My sister-in-law, Ali Lomneck, has been having some trouble with loud barking coming from the backyards of two separate neighbors. As one might expect, a canine is responsible for some of the noise, but, surprisingly, a young boy is the source of the other bark.
I found this amusing because it reminded me of my own son barking at our neighbors when we first moved into our house. He was around 4 years old at the time and our neighbors had two sons: one was my son’s age and the other was a few years older. Needless to say, he was never invited over to play at their house.
Of course, neighbors are not what they used to be. I remember knowing everyone on my street as well as the adjoining roads when I was a kid. If I were a paranoid person, I would think that, these days, people must be hiding some secret life behind their bolted doors like drug trafficking or Russian espionage, but I digress.
I had a fear that my son was going to turn into “the weird kid.” The barking was one thing, but he also exhibited an array of other questionable behaviors like shoving Fruit Loops up his nose.
The first sport he played was soccer which, as any soccer parent will tell you, is like watching a cluster of stampeding kids run up and down the field accidentally kicking each other’s shins rather than the soccer ball because they are so closely packed together.

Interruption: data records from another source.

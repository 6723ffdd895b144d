//! # juststore - path-addressable reactive state
//!
//! A key-value store whose values are JSON trees addressed by dot-separated
//! paths (`namespace.a.0.b`). Any sub-path can be observed on its own:
//! writes notify exactly the listeners whose addressed value changed.
//!
//! ## Features
//!
//! - **Fine-grained notification**: exact, root and changed-descendant listeners fire once each
//! - **Per-origin persistence**: namespaces survive restarts in a SQLite record table
//! - **Cross-context sync**: every persisted write is broadcast; peers mirror it in memory
//! - **Relay service**: WebSocket fan-out for contexts living in other processes
//! - **Forms**: memory-only field state with declarative validators
//!
//! ## Quick Start
//!
//! ```rust,no_run
//! use juststore::{Store, StoreOptions, StoreRoot};
//! use serde_json::json;
//!
//! let store = Store::in_memory();
//! let cfg = StoreRoot::new(store.clone(), "cfg", json!({"providers": {"docker": {}}}), StoreOptions::default());
//!
//! let _sub = cfg.subscribe("providers", |value| println!("providers changed: {:?}", value));
//! store.set_leaf("cfg", "providers.docker.db", Some(json!("tcp://host:2375")), false, false);
//!
//! assert_eq!(cfg.value("providers.docker"), Some(json!({"db": "tcp://host:2375"})));
//! ```

pub mod config;
pub mod error;
pub mod form;
pub mod hooks;
pub mod path;
pub mod root;
pub mod server;
pub mod storage;
pub mod store;
pub mod sync;
pub mod value;

// Re-export main types for library consumers
pub use config::StoreConfig;
pub use form::{Form, FormField, FormStore, SubmitEvent, Validator};
pub use hooks::{ChangeHandle, DebouncedWatch, ObjectWatch};
pub use root::{Node, StoreOptions, StoreRoot};
pub use storage::{Database, MemoryPersistence, Persistence};
pub use store::{Store, StoreBuilder, Subscription};
pub use sync::{BroadcastHub, ChangeMessage, ChannelEndpoint, MessageBus, NoopBus};

/// Library version
pub const VERSION: &str = env!("CARGO_PKG_VERSION");
use std::sync::Arc;
use std::time::Duration;

use anyhow::{anyhow, Result};
use juststore::config::StoreConfig;
use juststore::{BroadcastHub, MemoryPersistence, NoopBus, Persistence, Store};
use serde_json::json;
use tempfile::TempDir;
use tokio::time::{sleep, timeout};

/// Poll until `check` holds or a second has passed
async fn eventually<F: Fn() -> bool>(check: F) -> bool {
    timeout(Duration::from_secs(1), async {
        while !check() {
            sleep(Duration::from_millis(10)).await;
        }
    })
    .await
    .is_ok()
}

#[tokio::test]
async fn tabs_mirror_each_other_through_hub() {
    let hub = BroadcastHub::new("tabs", 64);
    let persistence = Arc::new(MemoryPersistence::new());

    let tab_a = Store::builder()
        .persistence(persistence.clone())
        .bus(hub.endpoint())
        .build();
    let tab_b = Store::builder()
        .persistence(persistence.clone())
        .bus(hub.endpoint())
        .build();

    let mut watch_b = tab_b.watch("cfg", "theme");

    tab_a.set_leaf("cfg", "theme", Some(json!("dark")), false, false);

    let seen = timeout(Duration::from_secs(1), watch_b.changed())
        .await
        .unwrap()
        .unwrap();
    assert_eq!(seen, Some(json!("dark")));
    assert_eq!(tab_b.get_snapshot("cfg"), tab_a.get_snapshot("cfg"));

    tab_b.produce("cfg", None, false, false);
    assert!(eventually(|| tab_a.get_snapshot("cfg").is_none()).await);
    assert_eq!(persistence.get("cfg").unwrap(), None);
}

#[tokio::test]
async fn memory_only_writes_do_not_cross_tabs() {
    let hub = BroadcastHub::new("tabs", 64);
    let tab_a = Store::builder().bus(hub.endpoint()).build();
    let tab_b = Store::builder().bus(hub.endpoint()).build();

    tab_a.produce("draft.body", Some(json!("secret")), false, true);
    tab_a.produce("shared.body", Some(json!("public")), false, false);

    assert!(eventually(|| tab_b.get_snapshot("shared.body").is_some()).await);
    assert_eq!(tab_b.get_snapshot("draft.body"), None);
}

#[tokio::test]
async fn last_whole_root_wins() {
    let hub = BroadcastHub::new("tabs", 64);
    let tab_a = Store::builder().bus(hub.endpoint()).build();
    let tab_b = Store::builder().bus(hub.endpoint()).build();

    // Concurrent edits to different fields of one namespace
    tab_a.produce("doc.title", Some(json!("A")), false, false);
    tab_b.produce("doc.body", Some(json!("B")), false, false);

    assert!(eventually(|| tab_a.get_snapshot("doc") == Some(json!({"body": "B"}))).await);
    assert!(eventually(|| tab_b.get_snapshot("doc") == Some(json!({"title": "A"}))).await);
}

#[tokio::test]
async fn dropped_store_leaves_the_hub() {
    let hub = BroadcastHub::new("tabs", 64);
    let tab_a = Store::builder().bus(hub.endpoint()).build();
    let tab_b = Store::builder().bus(hub.endpoint()).build();
    assert_eq!(hub.receiver_count(), 2);

    drop(tab_b);
    assert!(eventually(|| hub.receiver_count() == 1).await);

    tab_a.produce("cfg.theme", Some(json!("dark")), false, false);
    assert_eq!(tab_a.get_snapshot("cfg.theme"), Some(json!("dark")));
}

struct FailingPersistence;

impl Persistence for FailingPersistence {
    fn get(&self, _namespace: &str) -> Result<Option<String>> {
        Ok(None)
    }

    fn set(&self, _namespace: &str, _value: &str) -> Result<()> {
        Err(anyhow!("quota exceeded"))
    }

    fn delete(&self, _namespace: &str) -> Result<()> {
        Err(anyhow!("storage disabled"))
    }

    fn namespaces(&self) -> Result<Vec<String>> {
        Ok(Vec::new())
    }
}

#[test]
fn persistence_failures_are_not_fatal() {
    let store = Store::builder()
        .persistence(Arc::new(FailingPersistence))
        .build();

    let hits = Arc::new(std::sync::atomic::AtomicUsize::new(0));
    let h = hits.clone();
    let _sub = store.subscribe("ns.a", move || {
        h.fetch_add(1, std::sync::atomic::Ordering::SeqCst);
    });

    store.produce("ns.a", Some(json!(1)), false, false);
    assert_eq!(store.get_snapshot("ns.a"), Some(json!(1)));

    store.produce("ns", None, false, false);
    assert_eq!(store.get_snapshot("ns"), None);
    assert_eq!(hits.load(std::sync::atomic::Ordering::SeqCst), 2);
}

#[test]
fn sqlite_store_survives_reopen() {
    let temp_dir = TempDir::new().unwrap();
    let config = StoreConfig {
        data_dir: temp_dir.path().to_path_buf(),
        ..Default::default()
    };

    {
        let store = Store::from_config(&config, Arc::new(NoopBus)).unwrap();
        store.set_leaf("home", "items.0", Some(json!("first")), false, false);
        store.set_leaf("form:x", "name", Some(json!("ephemeral")), false, true);
    }

    let reopened = Store::from_config(&config, Arc::new(NoopBus)).unwrap();
    assert_eq!(reopened.size(), 0);
    assert_eq!(reopened.get_snapshot("home.items"), Some(json!(["first"])));
    assert_eq!(reopened.get_snapshot("form:x"), None);

    let other_origin = StoreConfig {
        origin: "https://elsewhere.example".into(),
        ..config
    };
    let isolated = Store::from_config(&other_origin, Arc::new(NoopBus)).unwrap();
    assert_eq!(isolated.get_snapshot("home"), None);
}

My son was rarely ever running with the pack. Chances were you’d spy him twirling around a goal post or staring up into the sky in search of rainbows and butterflies. If he wasn’t doing that, he was giving his shirt intense quality stretch checks by repeatedly pulling it down over his knees.
This was all very difficult for my husband to tolerate. He would watch helplessly at the abundance of athletic potential being wasted on tomfoolery in the dew-covered grass during those unbearably muggy Saturday mornings.
I thought basketball would be a better fit, but that turned into an outlet for him to demonstrate his love of raw, untrained ballet moves. Any time the ball went out of bounds, he’d scramble over to the referee so he could throw the ball back in the game, but not to his team; instead, he’d catapult the ball over their heads and into the hands of the opposing team.
I should have known he was different when, at around 18 months, I caught him raiding the fridge. He wasn’t looking for cheese or grapes, but did manage to locate a stick of butter and shove it in his mouth before I could wrestle it out of his hands. Why waste time with the bread when all you really want is the spread? Take my word for it: butter is very hard to snatch out of someone’s hands.
My boy is now almost 11 and anxiously awaiting the onset of puberty so he can focus all his attention on girls who are, unfortunately, already seeking his attention. If you ask, he’ll tell you a shockingly long list of “girlfriends” he’s had since the 1st grade. He’s quite adorable (all bias aside) and is one of the tallest boys in his school, so I suppose it is only natural that the girls have taken notice.
Even though he’s in a hurry to grow up, he still likes to cuddle with his mom, but, at his size, having him plop down on my lap is kind of like having an enthusiastic Labrador jump on my abdomen. I try to tolerate it as long as possible, but I eventually have to breathe. Sometimes, it is worth the lack of oxygen.